▶ Problem to work on
Using the records below, locate all lines containing "suggest" and return them.

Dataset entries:
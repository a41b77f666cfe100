use std::path::PathBuf;

use payslip_model::Variant;

/// A row that produced no payslip.
#[derive(Debug, Clone)]
pub struct RowIssue {
    /// One-based data row.
    pub row: usize,
    pub message: String,
}

/// Outcome of `payslip generate`.
#[derive(Debug, Clone)]
pub struct GenerateResult {
    pub sheet_name: String,
    pub variant: Variant,
    pub month: String,
    pub rows: usize,
    pub generated: usize,
    /// Files written; empty when printing to stdout.
    pub outputs: Vec<PathBuf>,
    pub issues: Vec<RowIssue>,
}

impl GenerateResult {
    pub fn has_errors(&self) -> bool {
        !self.issues.is_empty()
    }
}
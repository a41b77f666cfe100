//! Payslip mapping configuration.
//!
//! Holds the per-variant earnings and deductions mappings, resolves them
//! against employee rows, and persists them as a JSON document.

#![deny(unsafe_code)]

pub mod document;
pub mod error;
pub mod preset;
pub mod resolver;
pub mod store;
pub mod suggest;

pub use document::{CategoryMappings, ConfigDocument, VariantMappings, variant_key};
pub use error::{Result, StoreError};
pub use preset::preset_entries;
pub use resolver::{ResolvedAmounts, cell_amount, is_valid_amount, resolve, resolve_entry};
pub use store::{DEFAULT_CONFIG_FILE, MappingStore, load_document, save_document};
pub use suggest::{MissingColumn, missing_columns, suggest_column};
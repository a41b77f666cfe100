//! Payslip text layout.
//!
//! Turns an employee row plus the configured mappings into a fixed-width
//! plain-text payslip:
//!
//! - **Line formatting**: mapped items with no usable value are dropped
//! - **Two-column body**: earnings left, deductions right, in mapping order
//! - **Variant layouts**: FIXED and FTC identity blocks and footers
//! - **Bulk runs**: parallel composition, results in row order
//! - **Text output**: one file per payslip or one combined file

#![deny(unsafe_code)]

mod bulk;
mod composer;
mod error;
mod fields;
mod format;
mod layout;
mod sink;

pub use bulk::{BulkPolicy, BulkReport, GeneratedPayslip, RowFailure, employee_label};
pub use composer::{PayslipComposer, columns, compose, generate_payslip, resolve_variant};
pub use error::{PayslipError, Result};
pub use fields::{amount_field, date_field, identifier_field, text_field};
pub use format::{
    DEDUCTIONS_STYLE, EARNINGS_STYLE, LineStyle, format_amount, format_line, format_lines,
};
pub use layout::{LEFT_COLUMN_WIDTH, combine};
pub use sink::{
    DEFAULT_OUTPUT_DIR, PAGE_BREAK, combined_file_name, payslip_file_name, safe_file_stem,
    write_combined, write_payslip_files, write_payslip_files_with,
};
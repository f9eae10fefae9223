//! Pump task: inbound backend streams → decoded records → hub.

use std::sync::Arc;

use log::warn;
use tokio::task::JoinHandle;

use crate::hub::BroadcastHub;
use crate::source::StatusSource;
use crate::transport::TransportClient;

/// Spawn the background task feeding the hub from the backend connection.
///
/// Each accepted stream carries one status frame. Undecodable frames are
/// logged and dropped — a bad producer must not take the feed down. When the
/// connection is gone the task keeps trying to reconnect, pausing for the
/// transport's retry delay between failed rounds, for the life of the
/// process.
pub fn spawn(
    transport: TransportClient,
    source: Arc<dyn StatusSource>,
    hub: BroadcastHub,
) -> JoinHandle<()> {
    tokio::spawn(async move {
        loop {
            match transport.receive_message().await {
                Ok(frame) => match source.decode_frame(&frame) {
                    Ok(record) => hub.publish(record),
                    Err(e) => warn!("discarding undecodable status frame: {e}"),
                },
                Err(e) => {
                    warn!("status feed interrupted: {e}");
                    if !transport.is_connected().await {
                        if let Err(e) = transport.connect().await {
                            warn!("backend unreachable: {e}");
                            tokio::time::sleep(transport.retry_delay().await).await;
                        }
                    }
                }
            }
        }
    })
}
//! Resilient QUIC transport to the monitoring backend.
//!
//! One [`TransportClient`] owns at most one live connection. Request/response
//! exchanges each use a fresh bidirectional stream multiplexed over that
//! connection, so independent calls never interfere with each other.

mod client;
mod tls;

pub use client::{TransportClient, TransportOptions};
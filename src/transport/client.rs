//! QUIC client with bounded reconnect and per-stream request/response.

use std::net::{Ipv4Addr, SocketAddr};
use std::sync::Arc;
use std::time::Duration;

use log::{debug, info, warn};
use quinn::crypto::rustls::QuicClientConfig;
use quinn::{Connection, Endpoint};
use tokio::net::lookup_host;
use tokio::sync::{oneshot, RwLock};

use crate::errors::TransportError;

use super::tls;

/// Everything the client needs at construction time. Supplied by the caller,
/// typically from [`Config::transport_options`](crate::config::Config::transport_options).
#[derive(Debug, Clone)]
pub struct TransportOptions {
    pub address: String,
    pub server_name: String,
    pub retry_attempts: u32,
    pub retry_delay: Duration,
    pub connect_timeout: Duration,
    pub request_timeout: Duration,
    pub read_buffer_size: usize,
    pub insecure_skip_verify: bool,
}

struct ClientState {
    session: Option<Connection>,
    retry_attempts: u32,
    retry_delay: Duration,
}

struct Inner {
    endpoint: Endpoint,
    address: String,
    server_name: String,
    connect_timeout: Duration,
    request_timeout: Duration,
    read_buffer_size: usize,
    state: RwLock<ClientState>,
}

/// Client owning one resilient logical connection to the monitoring backend.
///
/// Cloning is cheap and every clone shares the same connection; the handle is
/// never touched by anything else. Stream-level I/O failures are surfaced
/// per call and never retried implicitly — reconnect-and-resend is the
/// caller's decision.
#[derive(Clone)]
pub struct TransportClient {
    inner: Arc<Inner>,
}

impl TransportClient {
    /// Build the client endpoint. Does not dial; call [`connect`](Self::connect).
    pub fn new(opts: TransportOptions) -> Result<Self, TransportError> {
        let crypto = tls::client_crypto(opts.insecure_skip_verify)?;
        let quic_crypto =
            QuicClientConfig::try_from(crypto).map_err(|e| TransportError::Tls(e.to_string()))?;
        let mut client_config = quinn::ClientConfig::new(Arc::new(quic_crypto));

        // Keep-alive so an idle feed connection does not hit the QUIC idle
        // timeout between status frames.
        let mut transport = quinn::TransportConfig::default();
        transport.keep_alive_interval(Some(Duration::from_secs(10)));
        client_config.transport_config(Arc::new(transport));

        let mut endpoint = Endpoint::client(SocketAddr::from((Ipv4Addr::UNSPECIFIED, 0)))?;
        endpoint.set_default_client_config(client_config);

        Ok(Self {
            inner: Arc::new(Inner {
                endpoint,
                address: opts.address,
                server_name: opts.server_name,
                connect_timeout: opts.connect_timeout,
                request_timeout: opts.request_timeout,
                read_buffer_size: opts.read_buffer_size,
                state: RwLock::new(ClientState {
                    session: None,
                    retry_attempts: opts.retry_attempts.max(1),
                    retry_delay: opts.retry_delay,
                }),
            }),
        })
    }

    /// Establish the backend connection, dialing up to the configured number
    /// of attempts with a fixed delay between them. Returns immediately when
    /// a healthy session already exists. After the budget is exhausted the
    /// last error is surfaced and the client stays disconnected; a later
    /// `connect` may succeed.
    pub async fn connect(&self) -> Result<(), TransportError> {
        if self.is_connected().await {
            return Ok(());
        }

        // Snapshot the policy: setter calls only affect subsequent connects.
        let (attempts, delay) = {
            let state = self.inner.state.read().await;
            (state.retry_attempts, state.retry_delay)
        };

        let mut last_error: Option<TransportError> = None;
        for attempt in 1..=attempts {
            match tokio::time::timeout(self.inner.connect_timeout, self.dial_once()).await {
                Ok(Ok(connection)) => {
                    info!("connected to {}", self.inner.address);
                    self.inner.state.write().await.session = Some(connection);
                    return Ok(());
                }
                Ok(Err(e)) => {
                    warn!(
                        "failed to dial {}: {} (attempt {}/{})",
                        self.inner.address, e, attempt, attempts
                    );
                    last_error = Some(e);
                }
                Err(_) => {
                    warn!(
                        "dial to {} timed out after {:?} (attempt {}/{})",
                        self.inner.address, self.inner.connect_timeout, attempt, attempts
                    );
                    last_error = Some(TransportError::Timeout(self.inner.connect_timeout));
                }
            }
            if attempt < attempts {
                tokio::time::sleep(delay).await;
            }
        }

        Err(TransportError::ConnectFailed {
            attempts,
            last: last_error
                .map(|e| e.to_string())
                .unwrap_or_else(|| "no dial attempt made".into()),
        })
    }

    async fn dial_once(&self) -> Result<Connection, TransportError> {
        let addr = lookup_host(&self.inner.address)
            .await?
            .next()
            .ok_or_else(|| TransportError::Dial(format!("no address for {}", self.inner.address)))?;

        let connecting = self
            .inner
            .endpoint
            .connect(addr, &self.inner.server_name)
            .map_err(|e| TransportError::Dial(e.to_string()))?;
        connecting.await.map_err(|e| TransportError::Dial(e.to_string()))
    }

    /// Cheap health check: a session exists and has not been closed. A gate,
    /// not a guarantee — the connection can die between check and use.
    pub async fn is_connected(&self) -> bool {
        self.inner
            .state
            .read()
            .await
            .session
            .as_ref()
            .map(|c| c.close_reason().is_none())
            .unwrap_or(false)
    }

    /// One request/response exchange over a fresh bidirectional stream.
    ///
    /// Attempts a single inline `connect` when disconnected. The response is
    /// read with one bounded read of `read_buffer_size` bytes; anything the
    /// backend sends beyond that is truncated. The whole exchange is subject
    /// to the configured request timeout.
    pub async fn send_message(&self, payload: &[u8]) -> Result<Vec<u8>, TransportError> {
        if !self.is_connected().await {
            self.connect().await?;
        }
        let connection = self.session().await.ok_or(TransportError::NotConnected)?;

        tokio::time::timeout(self.inner.request_timeout, self.exchange(&connection, payload))
            .await
            .map_err(|_| TransportError::Timeout(self.inner.request_timeout))?
    }

    async fn exchange(
        &self,
        connection: &Connection,
        payload: &[u8],
    ) -> Result<Vec<u8>, TransportError> {
        let (mut send, mut recv) = connection
            .open_bi()
            .await
            .map_err(|e| TransportError::Stream(format!("open stream: {e}")))?;

        send.write_all(payload)
            .await
            .map_err(|e| TransportError::Stream(format!("write: {e}")))?;
        send.finish()
            .map_err(|e| TransportError::Stream(format!("finish: {e}")))?;

        let mut buf = vec![0u8; self.inner.read_buffer_size];
        let n = recv
            .read(&mut buf)
            .await
            .map_err(|e| TransportError::Stream(format!("read: {e}")))?
            .unwrap_or(0);
        buf.truncate(n);
        Ok(buf)
    }

    /// [`send_message`](Self::send_message) on an independent task. The
    /// receiver resolves with exactly one result; the caller is never
    /// blocked. Dropping the receiver abandons the exchange silently.
    pub fn send_message_async(
        &self,
        payload: Vec<u8>,
    ) -> oneshot::Receiver<Result<Vec<u8>, TransportError>> {
        let (tx, rx) = oneshot::channel();
        let client = self.clone();
        tokio::spawn(async move {
            let result = client.send_message(&payload).await;
            let _ = tx.send(result);
        });
        rx
    }

    /// Accept one inbound bidirectional stream and perform one bounded read.
    ///
    /// Fails immediately with [`TransportError::NotConnected`] when there is
    /// no healthy session. Blocks until the backend opens a stream; wrap in
    /// `tokio::time::timeout` for a caller-side deadline — dropping the
    /// future aborts the pending accept.
    pub async fn receive_message(&self) -> Result<Vec<u8>, TransportError> {
        let connection = match self.session().await {
            Some(c) if c.close_reason().is_none() => c,
            _ => return Err(TransportError::NotConnected),
        };

        let (_send, mut recv) = connection
            .accept_bi()
            .await
            .map_err(|e| TransportError::Stream(format!("accept stream: {e}")))?;

        let mut buf = vec![0u8; self.inner.read_buffer_size];
        let n = recv
            .read(&mut buf)
            .await
            .map_err(|e| TransportError::Stream(format!("read: {e}")))?
            .unwrap_or(0);
        buf.truncate(n);
        Ok(buf)
    }

    /// Change the dial budget for subsequent `connect` calls. No effect on a
    /// connect already in flight.
    pub async fn set_retry_attempts(&self, attempts: u32) {
        self.inner.state.write().await.retry_attempts = attempts.max(1);
        debug!("retry attempts set to {}", attempts.max(1));
    }

    /// Change the inter-attempt delay for subsequent `connect` calls.
    pub async fn set_retry_delay(&self, delay: Duration) {
        self.inner.state.write().await.retry_delay = delay;
        debug!("retry delay set to {delay:?}");
    }

    pub async fn retry_delay(&self) -> Duration {
        self.inner.state.read().await.retry_delay
    }

    /// Close the connection with error code 0 and no reason. Subsequent
    /// operations observe the disconnected state. Closing an already-closed
    /// client is an error: [`TransportError::NotConnected`].
    pub async fn close(&self) -> Result<(), TransportError> {
        let mut state = self.inner.state.write().await;
        match state.session.take() {
            Some(connection) => {
                connection.close(0u32.into(), b"");
                info!("connection to {} closed", self.inner.address);
                Ok(())
            }
            None => Err(TransportError::NotConnected),
        }
    }

    async fn session(&self) -> Option<Connection> {
        self.inner.state.read().await.session.clone()
    }
}
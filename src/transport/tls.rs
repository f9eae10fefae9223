//! rustls client configuration for the backend connection.

use std::sync::Arc;

use rustls::client::danger::{HandshakeSignatureValid, ServerCertVerified, ServerCertVerifier};
use rustls::crypto::{ring, verify_tls12_signature, verify_tls13_signature, CryptoProvider};
use rustls::pki_types::{CertificateDer, ServerName, UnixTime};
use rustls::{DigitallySignedStruct, SignatureScheme};

use crate::errors::TransportError;

/// Build the TLS client config for the QUIC handshake.
///
/// With `insecure_skip_verify` the server certificate is accepted without
/// validation (self-signed lab backends); otherwise the WebPKI root set is
/// used. QUIC requires TLS 1.3, so only that version is offered.
pub(super) fn client_crypto(insecure_skip_verify: bool) -> Result<rustls::ClientConfig, TransportError> {
    let provider = Arc::new(ring::default_provider());
    let builder = rustls::ClientConfig::builder_with_provider(provider.clone())
        .with_protocol_versions(&[&rustls::version::TLS13])
        .map_err(|e| TransportError::Tls(e.to_string()))?;

    let config = if insecure_skip_verify {
        builder
            .dangerous()
            .with_custom_certificate_verifier(Arc::new(SkipServerVerification { provider }))
            .with_no_client_auth()
    } else {
        let mut roots = rustls::RootCertStore::empty();
        roots.extend(webpki_roots::TLS_SERVER_ROOTS.iter().cloned());
        builder.with_root_certificates(roots).with_no_client_auth()
    };

    Ok(config)
}

/// Accepts any server certificate while still checking handshake signatures.
#[derive(Debug)]
struct SkipServerVerification {
    provider: Arc<CryptoProvider>,
}

impl ServerCertVerifier for SkipServerVerification {
    fn verify_server_cert(
        &self,
        _end_entity: &CertificateDer<'_>,
        _intermediates: &[CertificateDer<'_>],
        _server_name: &ServerName<'_>,
        _ocsp_response: &[u8],
        _now: UnixTime,
    ) -> Result<ServerCertVerified, rustls::Error> {
        Ok(ServerCertVerified::assertion())
    }

    fn verify_tls12_signature(
        &self,
        message: &[u8],
        cert: &CertificateDer<'_>,
        dss: &DigitallySignedStruct,
    ) -> Result<HandshakeSignatureValid, rustls::Error> {
        verify_tls12_signature(message, cert, dss, &self.provider.signature_verification_algorithms)
    }

    fn verify_tls13_signature(
        &self,
        message: &[u8],
        cert: &CertificateDer<'_>,
        dss: &DigitallySignedStruct,
    ) -> Result<HandshakeSignatureValid, rustls::Error> {
        verify_tls13_signature(message, cert, dss, &self.provider.signature_verification_algorithms)
    }

    fn supported_verify_schemes(&self) -> Vec<SignatureScheme> {
        self.provider.signature_verification_algorithms.supported_schemes()
    }
}
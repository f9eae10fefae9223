//! HTTP/WebSocket surface: the point-query endpoint, the subscriber upgrade
//! endpoint and a health probe.

mod state;
mod ws;

pub use state::AppState;

use std::net::SocketAddr;

use axum::extract::ws::WebSocketUpgrade;
use axum::extract::{Path, State};
use axum::http::StatusCode;
use axum::response::{IntoResponse, Response};
use axum::routing::get;
use axum::{Json, Router};
use log::{info, warn};
use serde_json::json;
use tokio::net::TcpListener;

pub fn build_router(state: AppState) -> Router {
    Router::new()
        .route("/monitor/:service_name", get(get_service_status))
        .route("/ws", get(ws_upgrade))
        .route("/healthz", get(healthz))
        .with_state(state)
}

/// Serve until ctrl-c.
pub async fn serve(state: AppState, addr: SocketAddr) -> std::io::Result<()> {
    let app = build_router(state);
    let listener = TcpListener::bind(addr).await?;
    info!("listening on http://{addr}");

    axum::serve(listener, app)
        .with_graceful_shutdown(shutdown_signal())
        .await
}

async fn shutdown_signal() {
    let _ = tokio::signal::ctrl_c().await;
    info!("shutdown signal received, stopping server");
}

/// Point lookup of one service's current status, independent of the
/// broadcast stream. Delegated entirely to the status source; failures come
/// back as a structured error body.
async fn get_service_status(
    Path(service_name): Path<String>,
    State(state): State<AppState>,
) -> Response {
    match state.source.service_status(&service_name).await {
        Ok(record) => (StatusCode::OK, Json(record)).into_response(),
        Err(e) => {
            warn!("status query for {service_name} failed: {e}");
            (
                StatusCode::INTERNAL_SERVER_ERROR,
                Json(json!({ "error": e.to_string() })),
            )
                .into_response()
        }
    }
}

async fn ws_upgrade(ws: WebSocketUpgrade, State(state): State<AppState>) -> Response {
    ws.on_upgrade(move |socket| ws::handle_socket(socket, state.hub.clone()))
}

async fn healthz(State(state): State<AppState>) -> Json<serde_json::Value> {
    Json(json!({
        "status": "ok",
        "backend_connected": state.transport.is_connected().await,
        "subscribers": state.hub.subscriber_count().await,
        "uptime_secs": state.uptime_secs(),
    }))
}
//! Status source: the boundary that turns backend bytes into
//! [`StatusRecord`] values.

use async_trait::async_trait;
use serde::Serialize;

use crate::errors::SourceError;
use crate::status::StatusRecord;
use crate::transport::TransportClient;

/// Boundary between the transport layer and the domain. The hub and the HTTP
/// surface only ever see this trait: it either produces a record or fails.
#[async_trait]
pub trait StatusSource: Send + Sync {
    /// Point lookup of one service's current status. No caching; every call
    /// reaches the backend.
    async fn service_status(&self, service_name: &str) -> Result<StatusRecord, SourceError>;

    /// Decode one broadcast frame received from the backend.
    fn decode_frame(&self, frame: &[u8]) -> Result<StatusRecord, SourceError>;
}

#[derive(Serialize)]
struct StatusQuery<'a> {
    service: &'a str,
}

/// Status source backed by the QUIC transport. Point queries are one JSON
/// request/response exchange; broadcast frames are JSON-encoded records.
pub struct QuicStatusSource {
    transport: TransportClient,
}

impl QuicStatusSource {
    pub fn new(transport: TransportClient) -> Self {
        Self { transport }
    }
}

#[async_trait]
impl StatusSource for QuicStatusSource {
    async fn service_status(&self, service_name: &str) -> Result<StatusRecord, SourceError> {
        let request = serde_json::to_vec(&StatusQuery { service: service_name })?;
        let response = self.transport.send_message(&request).await?;
        self.decode_frame(&response)
    }

    fn decode_frame(&self, frame: &[u8]) -> Result<StatusRecord, SourceError> {
        if frame.is_empty() {
            return Err(SourceError::Backend("empty status payload".into()));
        }
        Ok(serde_json::from_slice(frame)?)
    }
}
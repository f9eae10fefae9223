//! WebSocket subscriber lifecycle.
//!
//! One task per upgraded viewer. The socket is output-only by design: the
//! read half exists solely to detect peer close or error, and any inbound
//! application data is discarded. On any failure the subscriber is
//! deregistered; there is no goodbye frame and no reconnect state — a
//! dropped viewer re-upgrades to rejoin.

use axum::extract::ws::{Message, WebSocket};
use futures_util::{SinkExt, StreamExt};
use log::{debug, error, warn};

use crate::hub::BroadcastHub;

pub async fn handle_socket(socket: WebSocket, hub: BroadcastHub) {
    let Ok((id, mut feed)) = hub.register().await else {
        return;
    };
    debug!("subscriber {id} connected");

    let (mut ws_tx, mut ws_rx) = socket.split();

    loop {
        tokio::select! {
            // Records fanned out by the hub.
            maybe_record = feed.recv() => {
                match maybe_record {
                    Some(record) => {
                        let text = match serde_json::to_string(&*record) {
                            Ok(text) => text,
                            Err(e) => {
                                // Keep the connection; only this frame is lost.
                                error!("subscriber {id}: failed to serialize record: {e}");
                                continue;
                            }
                        };
                        if let Err(e) = ws_tx.send(Message::Text(text)).await {
                            warn!("subscriber {id}: send failed: {e}");
                            break;
                        }
                    }
                    // The hub already dropped us (stalled or shutdown).
                    None => break,
                }
            }

            // Read loop: close/error detection only.
            inbound = ws_rx.next() => {
                match inbound {
                    Some(Ok(Message::Close(_))) | None => {
                        debug!("subscriber {id}: closed by peer");
                        break;
                    }
                    Some(Ok(_)) => {} // inbound data discarded
                    Some(Err(e)) => {
                        warn!("subscriber {id}: read error: {e}");
                        break;
                    }
                }
            }
        }
    }

    hub.deregister(id);
    debug!("subscriber {id} disconnected");
}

▶ Answer box
pub mod suggest;
pub use suggest::{MissingColumn, missing_columns, suggest_column};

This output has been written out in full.